■ **TASK ITEM**: Retrieve every line from the records in which the word "entries" occurs.

---------- RECORDS ----------

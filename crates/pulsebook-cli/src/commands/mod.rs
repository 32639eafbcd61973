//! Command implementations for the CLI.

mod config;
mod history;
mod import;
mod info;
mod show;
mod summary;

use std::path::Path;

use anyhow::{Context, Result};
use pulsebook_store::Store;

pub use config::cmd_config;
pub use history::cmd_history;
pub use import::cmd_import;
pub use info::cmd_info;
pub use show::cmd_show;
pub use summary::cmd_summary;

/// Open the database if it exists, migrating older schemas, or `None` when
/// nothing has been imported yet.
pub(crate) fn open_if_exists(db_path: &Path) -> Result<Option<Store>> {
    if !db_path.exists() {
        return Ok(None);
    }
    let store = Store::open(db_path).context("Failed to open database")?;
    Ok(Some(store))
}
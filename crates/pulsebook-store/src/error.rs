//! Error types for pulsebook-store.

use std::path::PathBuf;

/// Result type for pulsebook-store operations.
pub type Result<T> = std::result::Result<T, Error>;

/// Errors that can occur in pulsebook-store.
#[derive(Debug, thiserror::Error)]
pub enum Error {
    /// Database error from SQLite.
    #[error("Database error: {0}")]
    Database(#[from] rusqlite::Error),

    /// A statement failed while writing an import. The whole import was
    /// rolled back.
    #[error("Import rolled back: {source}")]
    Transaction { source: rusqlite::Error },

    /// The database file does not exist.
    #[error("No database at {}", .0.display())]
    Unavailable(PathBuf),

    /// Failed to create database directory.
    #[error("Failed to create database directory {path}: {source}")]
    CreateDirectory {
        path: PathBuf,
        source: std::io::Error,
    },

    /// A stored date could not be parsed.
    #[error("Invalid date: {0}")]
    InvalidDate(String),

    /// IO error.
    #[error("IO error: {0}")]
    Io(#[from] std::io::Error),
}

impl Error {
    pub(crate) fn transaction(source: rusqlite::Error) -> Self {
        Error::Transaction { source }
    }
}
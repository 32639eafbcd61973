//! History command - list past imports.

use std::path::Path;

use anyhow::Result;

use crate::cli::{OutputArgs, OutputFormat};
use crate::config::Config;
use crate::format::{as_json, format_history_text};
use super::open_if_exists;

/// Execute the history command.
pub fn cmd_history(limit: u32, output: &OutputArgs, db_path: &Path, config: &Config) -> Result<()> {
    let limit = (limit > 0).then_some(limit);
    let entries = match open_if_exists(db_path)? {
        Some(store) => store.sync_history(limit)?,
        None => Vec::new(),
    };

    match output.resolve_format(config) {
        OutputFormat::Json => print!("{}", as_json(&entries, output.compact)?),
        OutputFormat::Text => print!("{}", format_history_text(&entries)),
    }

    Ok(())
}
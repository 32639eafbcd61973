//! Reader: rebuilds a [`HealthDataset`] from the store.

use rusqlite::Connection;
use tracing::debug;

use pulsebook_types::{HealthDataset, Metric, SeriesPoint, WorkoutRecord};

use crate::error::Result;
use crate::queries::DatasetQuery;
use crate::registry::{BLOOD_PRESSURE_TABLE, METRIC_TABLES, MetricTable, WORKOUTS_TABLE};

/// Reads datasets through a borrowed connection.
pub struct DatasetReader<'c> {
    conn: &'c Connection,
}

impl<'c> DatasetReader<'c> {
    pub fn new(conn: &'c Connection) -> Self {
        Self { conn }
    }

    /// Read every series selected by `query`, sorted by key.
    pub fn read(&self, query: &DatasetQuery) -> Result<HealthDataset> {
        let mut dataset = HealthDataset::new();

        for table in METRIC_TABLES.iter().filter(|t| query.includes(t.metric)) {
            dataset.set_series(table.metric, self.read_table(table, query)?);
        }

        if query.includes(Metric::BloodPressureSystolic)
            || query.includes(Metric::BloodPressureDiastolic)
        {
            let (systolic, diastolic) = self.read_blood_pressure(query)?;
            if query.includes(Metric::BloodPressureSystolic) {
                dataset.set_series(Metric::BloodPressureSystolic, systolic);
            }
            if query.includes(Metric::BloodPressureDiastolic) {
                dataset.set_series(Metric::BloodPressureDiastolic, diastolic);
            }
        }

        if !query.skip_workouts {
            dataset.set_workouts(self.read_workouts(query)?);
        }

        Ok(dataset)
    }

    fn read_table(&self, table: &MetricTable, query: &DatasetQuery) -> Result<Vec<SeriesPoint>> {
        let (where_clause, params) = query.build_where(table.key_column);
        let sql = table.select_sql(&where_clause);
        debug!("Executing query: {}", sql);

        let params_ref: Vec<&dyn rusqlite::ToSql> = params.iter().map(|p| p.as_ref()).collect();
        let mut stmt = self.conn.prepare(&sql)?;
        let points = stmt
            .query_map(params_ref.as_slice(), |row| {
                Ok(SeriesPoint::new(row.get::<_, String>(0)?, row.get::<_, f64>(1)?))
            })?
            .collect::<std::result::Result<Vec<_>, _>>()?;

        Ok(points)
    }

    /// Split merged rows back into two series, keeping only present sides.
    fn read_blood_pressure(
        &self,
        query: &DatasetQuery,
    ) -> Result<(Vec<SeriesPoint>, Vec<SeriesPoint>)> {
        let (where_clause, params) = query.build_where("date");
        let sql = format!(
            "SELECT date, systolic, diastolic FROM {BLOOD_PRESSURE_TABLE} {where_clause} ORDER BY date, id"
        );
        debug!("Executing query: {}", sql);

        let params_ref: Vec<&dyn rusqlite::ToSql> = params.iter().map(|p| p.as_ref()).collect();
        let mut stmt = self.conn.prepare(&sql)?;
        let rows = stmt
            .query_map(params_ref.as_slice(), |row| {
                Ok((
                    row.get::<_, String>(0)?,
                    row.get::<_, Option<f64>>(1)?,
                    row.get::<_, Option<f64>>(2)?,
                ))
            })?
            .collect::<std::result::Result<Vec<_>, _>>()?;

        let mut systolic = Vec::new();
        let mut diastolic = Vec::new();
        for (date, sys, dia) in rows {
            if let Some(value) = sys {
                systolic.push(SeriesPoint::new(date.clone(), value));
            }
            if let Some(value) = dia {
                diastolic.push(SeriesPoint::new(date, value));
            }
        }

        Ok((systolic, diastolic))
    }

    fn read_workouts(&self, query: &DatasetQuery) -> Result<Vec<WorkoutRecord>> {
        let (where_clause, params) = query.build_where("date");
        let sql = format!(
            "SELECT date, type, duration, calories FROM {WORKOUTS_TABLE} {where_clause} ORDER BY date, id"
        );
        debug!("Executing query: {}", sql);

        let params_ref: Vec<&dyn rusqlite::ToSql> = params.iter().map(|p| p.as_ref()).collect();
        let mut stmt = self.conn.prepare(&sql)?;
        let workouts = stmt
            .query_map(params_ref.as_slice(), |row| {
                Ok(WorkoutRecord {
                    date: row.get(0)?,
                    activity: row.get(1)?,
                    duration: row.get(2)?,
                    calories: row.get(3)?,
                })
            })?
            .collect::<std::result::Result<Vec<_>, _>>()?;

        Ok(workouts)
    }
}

----------

■ **WRITTEN ANSWER**:
    let entries = match open_if_exists(db_path)? {
        OutputFormat::Json => print!("{}", as_json(&entries, output.compact)?),
        OutputFormat::Text => print!("{}", format_history_text(&entries)),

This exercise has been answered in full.